(PROBLEM STATEMENT) Make an exact copy of the lines starting at the top of the listing below and ending at the line that contains "Some(token) => match", inclusive.

Segment Start: EXTRACTED DATA

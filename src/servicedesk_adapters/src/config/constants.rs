pub mod env {
    pub const APP_ENVIRONMENT_ENV_VAR: &str = "APP_ENVIRONMENT";
    pub const APP_CONFIG_DIR_ENV_VAR: &str = "APP_CONFIG_DIR";
    pub const ENV_VAR_PREFIX: &str = "APP";
    pub const ENV_VAR_SEPARATOR: &str = "__";
}

pub mod paths {
    pub const HOME: &str = "/";
    pub const LOGIN: &str = "/account/login";
    pub const ACCESS_DENIED: &str = "/account/access-denied";
    pub const CONFIRM_EMAIL: &str = "/account/confirm-email";
    pub const CONFIRM_RESET_PASSWORD: &str = "/account/confirm-reset-password";
}

pub mod prod {
    pub const APP_ADDRESS: &str = "0.0.0.0:3000";
    pub mod email_client {
        use std::time::Duration;

        pub const BASE_URL: &str = "https://api.postmarkapp.com/";
        pub const TIMEOUT: Duration = std::time::Duration::from_secs(10);
    }
    pub mod payment {
        use std::time::Duration;

        pub const BASE_URL: &str = "https://sandbox-api.iyzipay.com";
        pub const TIMEOUT: Duration = std::time::Duration::from_secs(15);
    }
}

pub mod test {
    pub const APP_ADDRESS: &str = "127.0.0.1:0";
    pub mod email_client {
        use std::time::Duration;

        pub const SENDER: &str = "test@email.com";
        pub const TIMEOUT: Duration = std::time::Duration::from_millis(200);
    }
}

/// Raw confirmation and reset tokens are this many alphanumeric characters.
pub const TOKEN_LENGTH: usize = 48;
use axum::{
    extract::{Request, State},
    http::{HeaderValue, header::SET_COOKIE},
    middleware::Next,
    response::Response,
};
use servicedesk_adapters::AppState;

use crate::adapters::PartsRequest;

/// Sliding expiration: once half of a valid session's lifetime has passed,
/// the response carries a re-signed cookie. Responses that already set the
/// session cookie themselves, such as logout, are left alone.
pub async fn refresh_session(State(state): State<AppState>, request: Request, next: Next) -> Response {
    let (parts, body) = request.into_parts();

    let token = state
        .sessions
        .extract_token(&PartsRequest(&parts))
        .map(str::to_owned);
    let refreshed = match token {
        Some(token) => match state.sessions.validate_token(&token).await {
            Ok(claims) if state.sessions.needs_refresh(&claims, state.clock.now()) => {
                state.sessions.refresh(&claims).ok()
            }
            _ => None,
        },
        None => None,
    };

    let mut response = next.run(Request::from_parts(parts, body)).await;

    if let Some(cookie) = refreshed {
        let prefix = format!("{}=", cookie.name());
        let already_set = response
            .headers()
            .get_all(SET_COOKIE)
            .iter()
            .any(|value| value.to_str().is_ok_and(|v| v.starts_with(&prefix)));
        if !already_set {
            match HeaderValue::from_str(&cookie.to_string()) {
                Ok(value) => {
                    response.headers_mut().append(SET_COOKIE, value);
                }
                Err(e) => tracing::warn!(error = %e, "Could not encode refreshed session"),
            }
        }
    }

    response
}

Segment End: EXTRACTED DATA

(ANSWER SECTION)
filename src/servicedesk_adapters/src/config/constants.rs
pub mod env {
    pub const APP_ENVIRONMENT_ENV_VAR: &str = "APP_ENVIRONMENT";
    pub const APP_CONFIG_DIR_ENV_VAR: &str = "APP_CONFIG_DIR";
    pub const ENV_VAR_PREFIX: &str = "APP";
    pub const ENV_VAR_SEPARATOR: &str = "__";
}

pub mod paths {
    pub const HOME: &str = "/";
    pub const LOGIN: &str = "/account/login";
    pub const ACCESS_DENIED: &str = "/account/access-denied";
    pub const CONFIRM_EMAIL: &str = "/account/confirm-email";
    pub const CONFIRM_RESET_PASSWORD: &str = "/account/confirm-reset-password";
}

pub mod prod {
    pub const APP_ADDRESS: &str = "0.0.0.0:3000";
    pub mod email_client {
        use std::time::Duration;

        pub const BASE_URL: &str = "https://api.postmarkapp.com/";
        pub const TIMEOUT: Duration = std::time::Duration::from_secs(10);
    }
    pub mod payment {
        use std::time::Duration;

        pub const BASE_URL: &str = "https://sandbox-api.iyzipay.com";
        pub const TIMEOUT: Duration = std::time::Duration::from_secs(15);
    }
}

pub mod test {
    pub const APP_ADDRESS: &str = "127.0.0.1:0";
    pub mod email_client {
        use std::time::Duration;

        pub const SENDER: &str = "test@email.com";
        pub const TIMEOUT: Duration = std::time::Duration::from_millis(200);
    }
}

/// Raw confirmation and reset tokens are this many alphanumeric characters.
pub const TOKEN_LENGTH: usize = 48;
use axum::{
    extract::{Request, State},
    http::{HeaderValue, header::SET_COOKIE},
    middleware::Next,
    response::Response,
};
use servicedesk_adapters::AppState;

use crate::adapters::PartsRequest;

/// Sliding expiration: once half of a valid session's lifetime has passed,
/// the response carries a re-signed cookie. Responses that already set the
/// session cookie themselves, such as logout, are left alone.
pub async fn refresh_session(State(state): State<AppState>, request: Request, next: Next) -> Response {
    let (parts, body) = request.into_parts();

    let token = state
        .sessions
        .extract_token(&PartsRequest(&parts))
        .map(str::to_owned);
    let refreshed = match token {
        Some(token) => match state.sessions.validate_token(&token).await {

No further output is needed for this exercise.